Danseurs échauffés, joueurs de bocce (ancêtre de la pétanque pratiqué déjà, paraît-il, par l'arrière grand père du Leonardo du Val d'Arno) abattus par l'état impraticable du terrain, mangeurs jamais rassasiés, tous se laissent recouvrir par la nuit orange des bords de mer. Quelques cris perdus dans le brouillard du barbecue et les premiers Tom Tom des raggazini qui ont placés leurs platines aussi vite qu'on a englouti notre grappa.

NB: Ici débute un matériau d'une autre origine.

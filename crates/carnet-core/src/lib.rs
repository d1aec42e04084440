//! carnet-core - Core library for Carnet
//!
//! This crate contains the session gate, the data models, and the backend
//! REST client shared by every Carnet frontend.

pub mod api;
pub mod config;
pub mod error;
pub mod filters;
pub mod models;
pub mod session;
pub mod util;
pub mod validation;

pub use error::{Error, Result, StorageError};
pub use models::{Note, NoteId, Task, TaskId, User};
pub use session::{SessionGate, SessionState};
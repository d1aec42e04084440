use std::path::PathBuf;

use clap::{Parser, Subcommand, ValueEnum};

#[derive(Parser)]
#[command(name = "carnet")]
#[command(about = "Manage your notes and tasks from the command line")]
#[command(version)]
pub struct Cli {
    #[command(subcommand)]
    pub command: Commands,

    /// Profile name holding the API URL and stored session
    #[arg(long, global = true, value_name = "NAME")]
    pub profile: Option<String>,

    /// Override the backend API base URL for this invocation
    #[arg(long, global = true, value_name = "URL")]
    pub api_url: Option<String>,
}

#[derive(Subcommand)]
pub enum Commands {
    /// Sign in, sign out, and inspect the stored session
    Auth {
        #[command(subcommand)]
        command: AuthCommands,
    },
    /// List, create, edit, and delete notes
    Notes {
        #[command(subcommand)]
        command: NoteCommands,
    },
    /// List and create note categories
    Categories {
        #[command(subcommand)]
        command: CategoryCommands,
    },
    /// List, create, edit, and delete tasks
    Tasks {
        #[command(subcommand)]
        command: TaskCommands,
    },
    /// Configure CLI profiles
    Config {
        #[command(subcommand)]
        command: ConfigCommands,
    },
    /// Generate shell completion scripts
    Completions {
        /// Target shell
        #[arg(value_enum)]
        shell: CompletionShell,
        /// Optional output path (stdout when omitted)
        #[arg(short, long, value_name = "PATH")]
        output: Option<PathBuf>,
    },
}

#[derive(Clone, Copy, Debug, Eq, PartialEq, ValueEnum)]
pub enum CompletionShell {
    Bash,
    Zsh,
    Fish,
}

#[derive(Subcommand)]
pub enum AuthCommands {
    /// Login with email/password and store the session in the keychain
    Login {
        /// Account email
        #[arg(long, value_name = "EMAIL")]
        email: String,
        /// Account password
        #[arg(long, value_name = "PASSWORD")]
        password: String,
        /// Sign in again even if the profile already has a session
        #[arg(long)]
        force: bool,
    },
    /// Login with the URL encoded in a QR login code
    Qr {
        /// Scanned QR code payload
        url: String,
        /// Sign in again even if the profile already has a session
        #[arg(long)]
        force: bool,
    },
    /// Show auth status for profile
    Status,
    /// Logout profile and clear stored session
    Logout,
}

#[derive(Subcommand)]
pub enum NoteCommands {
    /// List notes
    List {
        /// Case-insensitive text filter on title and content
        #[arg(short, long)]
        search: Option<String>,
        /// Only notes carrying every given category id
        #[arg(short, long = "category", value_name = "ID")]
        categories: Vec<i64>,
        /// Output as JSON
        #[arg(long)]
        json: bool,
    },
    /// Show a note
    Show {
        /// Note ID
        id: i64,
        /// Output as JSON
        #[arg(long)]
        json: bool,
    },
    /// Create a note
    #[command(alias = "new")]
    Add {
        /// Note title
        #[arg(long)]
        title: String,
        /// Note content
        #[arg(long)]
        content: String,
        /// Category id to attach (repeatable)
        #[arg(short, long = "category", value_name = "ID")]
        categories: Vec<i64>,
    },
    /// Edit an existing note
    Edit {
        /// Note ID
        id: i64,
        /// New title
        #[arg(long)]
        title: Option<String>,
        /// New content
        #[arg(long)]
        content: Option<String>,
        /// Toggle a category on the note (repeatable)
        #[arg(long = "toggle-category", value_name = "ID")]
        toggle_categories: Vec<i64>,
    },
    /// Delete a note
    Delete {
        /// Note ID
        id: i64,
    },
}

#[derive(Subcommand)]
pub enum CategoryCommands {
    /// List categories
    List {
        /// Output as JSON
        #[arg(long)]
        json: bool,
    },
    /// Create a category
    Add {
        /// Category name
        name: String,
        /// Color as #RRGGBB (defaults to the first palette color)
        #[arg(long)]
        color: Option<String>,
    },
}

#[derive(Subcommand)]
pub enum TaskCommands {
    /// List tasks
    List {
        /// Case-insensitive text filter on the description
        #[arg(short, long)]
        search: Option<String>,
        /// Show completed tasks instead of open ones
        #[arg(long)]
        completed: bool,
        /// Output as JSON
        #[arg(long)]
        json: bool,
    },
    /// Show a task with its subtasks
    Show {
        /// Task ID
        id: i64,
        /// Output as JSON
        #[arg(long)]
        json: bool,
    },
    /// Create a task
    #[command(alias = "new")]
    Add {
        /// Task description
        description: String,
        /// Link the task to a note
        #[arg(long, value_name = "ID")]
        note: Option<i64>,
        /// Subtask description (repeatable)
        #[arg(short, long = "subtask", value_name = "TEXT")]
        subtasks: Vec<String>,
    },
    /// Edit an existing task
    Edit {
        /// Task ID
        id: i64,
        /// New description
        #[arg(long)]
        description: Option<String>,
        /// Link the task to a note
        #[arg(long, value_name = "ID", conflicts_with = "unlink_note")]
        note: Option<i64>,
        /// Remove the note link
        #[arg(long)]
        unlink_note: bool,
        /// Append a subtask (repeatable)
        #[arg(long = "add-subtask", value_name = "TEXT")]
        add_subtasks: Vec<String>,
        /// Remove the subtask at this 1-based position (repeatable)
        #[arg(long = "remove-subtask", value_name = "N")]
        remove_subtasks: Vec<usize>,
        /// Flip completion of the subtask at this 1-based position (repeatable)
        #[arg(long = "toggle-subtask", value_name = "N")]
        toggle_subtasks: Vec<usize>,
    },
    /// Flip a task between open and completed
    Toggle {
        /// Task ID
        id: i64,
    },
    /// Delete a task
    Delete {
        /// Task ID
        id: i64,
    },
}

#[derive(Subcommand)]
pub enum ConfigCommands {
    /// Store the backend API base URL for a profile
    SetUrl {
        /// API base URL, e.g. https://api.example.com/api
        url: String,
        /// Keep current active profile instead of activating this one
        #[arg(long)]
        no_activate: bool,
    },
    /// Show the resolved configuration
    Show,
}
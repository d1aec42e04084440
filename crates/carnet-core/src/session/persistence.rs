//! Secure key-value storage used to persist the session.

use std::collections::{BTreeSet, HashMap};
use std::sync::{Arc, Mutex, PoisonError};

use async_trait::async_trait;

use crate::error::{StorageError, StorageOperation};

/// Key holding the bearer token
pub const TOKEN_KEY: &str = "secure_user_token";
/// Key holding the JSON-serialized user profile
pub const USER_KEY: &str = "secure_user_data";

pub type StorageResult<T> = Result<T, StorageError>;

/// Key-value store with at-rest protection provided by the platform.
///
/// Deleting a key that does not exist must succeed.
#[async_trait]
pub trait SecurePersistence: Send + Sync {
    async fn get_item(&self, key: &str) -> StorageResult<Option<String>>;
    async fn set_item(&self, key: &str, value: &str) -> StorageResult<()>;
    async fn delete_item(&self, key: &str) -> StorageResult<()>;
}

#[async_trait]
impl<T: SecurePersistence + ?Sized> SecurePersistence for Arc<T> {
    async fn get_item(&self, key: &str) -> StorageResult<Option<String>> {
        (**self).get_item(key).await
    }

    async fn set_item(&self, key: &str, value: &str) -> StorageResult<()> {
        (**self).set_item(key, value).await
    }

    async fn delete_item(&self, key: &str) -> StorageResult<()> {
        (**self).delete_item(key).await
    }
}

/// In-process store. Clones share the same entries, so a second gate built
/// from a clone sees what the first one persisted.
///
/// Individual operations can be made to fail, which is how the session
/// recovery paths are exercised.
#[derive(Debug, Clone, Default)]
pub struct MemoryPersistence {
    inner: Arc<Mutex<MemoryInner>>,
}

#[derive(Debug, Default)]
struct MemoryInner {
    entries: HashMap<String, String>,
    failing_reads: BTreeSet<String>,
    failing_writes: BTreeSet<String>,
    failing_deletes: BTreeSet<String>,
}

impl MemoryPersistence {
    pub fn new() -> Self {
        Self::default()
    }

    /// Pre-populate a key, bypassing failure injection.
    pub fn insert(&self, key: &str, value: &str) {
        self.lock().entries.insert(key.to_string(), value.to_string());
    }

    /// Current raw value, bypassing failure injection.
    pub fn peek(&self, key: &str) -> Option<String> {
        self.lock().entries.get(key).cloned()
    }

    pub fn fail_reads(&self, key: &str, fail: bool) {
        toggle(&mut self.lock().failing_reads, key, fail);
    }

    pub fn fail_writes(&self, key: &str, fail: bool) {
        toggle(&mut self.lock().failing_writes, key, fail);
    }

    pub fn fail_deletes(&self, key: &str, fail: bool) {
        toggle(&mut self.lock().failing_deletes, key, fail);
    }

    fn lock(&self) -> std::sync::MutexGuard<'_, MemoryInner> {
        self.inner.lock().unwrap_or_else(PoisonError::into_inner)
    }
}

fn toggle(keys: &mut BTreeSet<String>, key: &str, fail: bool) {
    if fail {
        keys.insert(key.to_string());
    } else {
        keys.remove(key);
    }
}

#[async_trait]
impl SecurePersistence for MemoryPersistence {
    async fn get_item(&self, key: &str) -> StorageResult<Option<String>> {
        let inner = self.lock();
        if inner.failing_reads.contains(key) {
            return Err(StorageError::new(
                StorageOperation::Read,
                key,
                "injected read failure",
            ));
        }
        Ok(inner.entries.get(key).cloned())
    }

    async fn set_item(&self, key: &str, value: &str) -> StorageResult<()> {
        let mut inner = self.lock();
        if inner.failing_writes.contains(key) {
            return Err(StorageError::new(
                StorageOperation::Write,
                key,
                "injected write failure",
            ));
        }
        inner.entries.insert(key.to_string(), value.to_string());
        Ok(())
    }

    async fn delete_item(&self, key: &str) -> StorageResult<()> {
        let mut inner = self.lock();
        if inner.failing_deletes.contains(key) {
            return Err(StorageError::new(
                StorageOperation::Delete,
                key,
                "injected delete failure",
            ));
        }
        inner.entries.remove(key);
        Ok(())
    }
}
use carnet_core::api::Credentials;
use carnet_core::session::SecurePersistence;

use crate::cli::AuthCommands;
use crate::commands::common::open_context;
use crate::context::{AppContext, ScreenAccess};
use crate::error::CliError;

pub async fn run_auth(
    command: AuthCommands,
    global_profile: Option<&str>,
    api_url: Option<&str>,
) -> Result<(), CliError> {
    let context = open_context(global_profile, api_url).await?;
    run_auth_with(&context, command).await
}

pub async fn run_auth_with<P: SecurePersistence>(
    context: &AppContext<P>,
    command: AuthCommands,
) -> Result<(), CliError> {
    let profile_name = context.profile_name();
    match command {
        AuthCommands::Login {
            email,
            password,
            force,
        } => {
            if !should_sign_in(context, "/auth/login", force)? {
                return Ok(());
            }
            let credentials = context.api()?.login(&email, &password).await?;
            complete_sign_in(context, credentials).await
        }
        AuthCommands::Qr { url, force } => {
            if !should_sign_in(context, "/auth/qr-scan", force)? {
                return Ok(());
            }
            let credentials = context.api()?.qr_login(&url).await?;
            complete_sign_in(context, credentials).await
        }
        AuthCommands::Status => {
            if let Some(user) = context.gate().user() {
                println!(
                    "Profile '{profile_name}' is signed in as {} <{}>",
                    user.label(),
                    user.email
                );
            } else {
                println!("Profile '{profile_name}' is not signed in.");
            }
            Ok(())
        }
        AuthCommands::Logout => {
            context.gate().sign_out().await;
            println!("Signed out profile '{profile_name}'");
            Ok(())
        }
    }
}

/// Auth screens bounce signed-in users home unless `force` is set.
fn should_sign_in<P: SecurePersistence>(
    context: &AppContext<P>,
    path: &str,
    force: bool,
) -> Result<bool, CliError> {
    match context.enter(path)? {
        ScreenAccess::AlreadySignedIn(user) if !force => {
            println!(
                "Profile '{}' is already signed in as {}. Pass --force to sign in again.",
                context.profile_name(),
                user.email
            );
            Ok(false)
        }
        _ => Ok(true),
    }
}

async fn complete_sign_in<P: SecurePersistence>(
    context: &AppContext<P>,
    credentials: Credentials,
) -> Result<(), CliError> {
    let Credentials {
        access_token,
        user,
    } = credentials;
    let email = user.email.clone();
    context.gate().sign_in(access_token, user).await?;
    println!("Signed in profile '{}' as {email}", context.profile_name());
    Ok(())
}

Le bonheur livournais à cru, brut sauvage, sorti de son coffrage. Cet imprenable bonheur d'être là, avec ses voisins d'un soir. Cette immense sensation d'assouvissement, le ventre plein, les idées claires, le coeur battant, prêts à recommencer demain et demain, et demain et demain...
La sériole (Ricciola!) est un grand poisson à la chair blanche à la saveur et à la fermeté proche de celle du thon. Rare mais pas menacé (il est pêché à la ligne), pas encore trop intoxiqué par le mercure, certains restaurants le proposent à leur carte le long de la côte.
Sériole
L'obsession de la protection de la nature et par voie de conséquence des saveurs et des joies qu'elle prolonge dans nos assiettes (soyons toscans, restons italiens) poussent la sagesse jusqu'au militantisme. Certains Robin des Mers, dans leur respect d'une pêche raisonnée et durable, dans le contrôle des quotas et des calibres n'hésitent pas à placer des pièges à chalut (gros blocs de bêton qui permettent la prolifération d'espèces et l'alevinage qui vous crèvent un filet comme un rien) dans les zones où des apprentis sorciers de la pêche industrielle ne devraient pas s'y trouver, préférant dévaster le fond des mers quitte à payer l'amende ridicule qu'ils risquent (peu) de se voir infliger.